Records from a data collection —
########################################

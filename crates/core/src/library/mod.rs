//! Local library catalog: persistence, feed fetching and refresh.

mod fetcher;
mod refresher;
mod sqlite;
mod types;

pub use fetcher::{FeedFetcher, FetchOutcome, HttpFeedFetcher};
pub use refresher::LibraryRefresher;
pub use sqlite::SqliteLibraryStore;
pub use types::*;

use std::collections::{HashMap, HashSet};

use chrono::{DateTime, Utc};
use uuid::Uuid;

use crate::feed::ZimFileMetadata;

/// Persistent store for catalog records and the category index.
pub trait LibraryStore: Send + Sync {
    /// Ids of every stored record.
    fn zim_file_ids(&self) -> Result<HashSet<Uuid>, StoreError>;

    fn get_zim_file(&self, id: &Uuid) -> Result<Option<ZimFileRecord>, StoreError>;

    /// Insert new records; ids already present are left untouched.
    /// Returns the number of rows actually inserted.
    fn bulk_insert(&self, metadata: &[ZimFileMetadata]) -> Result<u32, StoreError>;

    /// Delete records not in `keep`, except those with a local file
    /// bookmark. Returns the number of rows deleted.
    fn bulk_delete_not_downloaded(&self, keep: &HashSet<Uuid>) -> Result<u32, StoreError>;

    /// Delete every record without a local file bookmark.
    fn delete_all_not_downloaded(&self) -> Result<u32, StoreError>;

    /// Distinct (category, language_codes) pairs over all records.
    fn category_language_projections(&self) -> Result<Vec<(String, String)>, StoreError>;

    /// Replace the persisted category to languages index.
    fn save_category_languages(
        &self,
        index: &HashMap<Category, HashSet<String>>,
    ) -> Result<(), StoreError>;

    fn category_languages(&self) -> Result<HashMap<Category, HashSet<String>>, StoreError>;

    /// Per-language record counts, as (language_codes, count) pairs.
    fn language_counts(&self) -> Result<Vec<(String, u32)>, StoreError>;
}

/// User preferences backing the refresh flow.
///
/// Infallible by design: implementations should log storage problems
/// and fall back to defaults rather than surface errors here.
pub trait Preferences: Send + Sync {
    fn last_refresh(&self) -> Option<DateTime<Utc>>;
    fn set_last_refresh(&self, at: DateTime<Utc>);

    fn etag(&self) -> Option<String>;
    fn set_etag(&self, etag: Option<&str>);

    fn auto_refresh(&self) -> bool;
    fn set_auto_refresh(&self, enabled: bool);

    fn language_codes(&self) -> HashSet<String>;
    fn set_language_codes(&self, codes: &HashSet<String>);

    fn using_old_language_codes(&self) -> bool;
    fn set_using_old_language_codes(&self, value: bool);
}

########################################

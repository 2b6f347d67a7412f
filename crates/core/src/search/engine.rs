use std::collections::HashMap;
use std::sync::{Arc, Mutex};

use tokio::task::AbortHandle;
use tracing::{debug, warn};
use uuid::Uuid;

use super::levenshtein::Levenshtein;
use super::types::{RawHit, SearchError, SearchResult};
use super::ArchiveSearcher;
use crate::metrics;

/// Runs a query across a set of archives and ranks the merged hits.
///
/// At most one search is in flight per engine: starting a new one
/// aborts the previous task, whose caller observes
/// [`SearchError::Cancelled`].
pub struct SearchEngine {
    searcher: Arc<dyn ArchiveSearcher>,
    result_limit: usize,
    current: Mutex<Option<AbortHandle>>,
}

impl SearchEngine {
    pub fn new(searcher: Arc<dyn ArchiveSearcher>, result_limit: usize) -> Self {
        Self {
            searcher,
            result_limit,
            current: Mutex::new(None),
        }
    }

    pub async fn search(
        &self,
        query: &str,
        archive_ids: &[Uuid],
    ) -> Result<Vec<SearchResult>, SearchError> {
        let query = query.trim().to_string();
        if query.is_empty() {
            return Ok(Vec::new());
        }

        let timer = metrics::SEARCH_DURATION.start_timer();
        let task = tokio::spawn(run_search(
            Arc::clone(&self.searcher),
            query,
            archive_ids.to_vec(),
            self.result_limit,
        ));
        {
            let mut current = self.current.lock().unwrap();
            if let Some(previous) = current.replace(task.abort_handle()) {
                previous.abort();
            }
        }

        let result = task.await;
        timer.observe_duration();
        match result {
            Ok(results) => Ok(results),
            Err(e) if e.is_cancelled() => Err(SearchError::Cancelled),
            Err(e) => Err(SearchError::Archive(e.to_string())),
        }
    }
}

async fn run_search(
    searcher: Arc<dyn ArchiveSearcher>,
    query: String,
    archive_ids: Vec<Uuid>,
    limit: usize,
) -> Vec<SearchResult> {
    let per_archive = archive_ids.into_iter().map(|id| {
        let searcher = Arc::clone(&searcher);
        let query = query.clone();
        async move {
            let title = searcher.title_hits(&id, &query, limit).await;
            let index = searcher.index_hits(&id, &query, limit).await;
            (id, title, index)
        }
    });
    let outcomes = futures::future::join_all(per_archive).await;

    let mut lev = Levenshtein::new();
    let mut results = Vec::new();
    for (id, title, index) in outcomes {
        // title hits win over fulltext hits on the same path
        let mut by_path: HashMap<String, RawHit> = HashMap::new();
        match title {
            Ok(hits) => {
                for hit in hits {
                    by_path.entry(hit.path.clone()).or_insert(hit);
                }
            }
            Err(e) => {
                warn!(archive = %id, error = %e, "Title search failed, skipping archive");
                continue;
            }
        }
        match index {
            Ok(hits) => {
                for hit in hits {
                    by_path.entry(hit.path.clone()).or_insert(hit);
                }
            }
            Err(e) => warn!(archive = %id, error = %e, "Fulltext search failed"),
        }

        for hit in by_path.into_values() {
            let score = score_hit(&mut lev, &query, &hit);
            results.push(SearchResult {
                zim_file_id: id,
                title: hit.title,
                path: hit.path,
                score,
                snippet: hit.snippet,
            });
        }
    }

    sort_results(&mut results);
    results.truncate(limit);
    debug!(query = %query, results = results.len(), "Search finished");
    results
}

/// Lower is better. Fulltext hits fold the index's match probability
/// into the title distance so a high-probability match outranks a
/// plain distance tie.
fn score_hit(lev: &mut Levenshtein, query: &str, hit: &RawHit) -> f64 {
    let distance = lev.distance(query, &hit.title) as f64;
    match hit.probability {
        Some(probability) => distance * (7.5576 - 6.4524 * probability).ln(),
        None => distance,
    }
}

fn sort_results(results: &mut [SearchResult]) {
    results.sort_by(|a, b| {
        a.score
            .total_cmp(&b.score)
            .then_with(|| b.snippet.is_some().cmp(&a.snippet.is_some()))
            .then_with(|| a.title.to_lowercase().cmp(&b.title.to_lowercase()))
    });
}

########################################

Exercise description — Above are the lines; repeat exactly the ones from the line containing "results.truncate(limit);" down to the line containing "plain distance tie.", both inclusive.

Task output —
    results.truncate(limit);
    debug!(query = %query, results = results.len(), "Search finished");
    results
}

/// Lower is better. Fulltext hits fold the index's match probability
/// into the title distance so a high-probability match outranks a
/// plain distance tie.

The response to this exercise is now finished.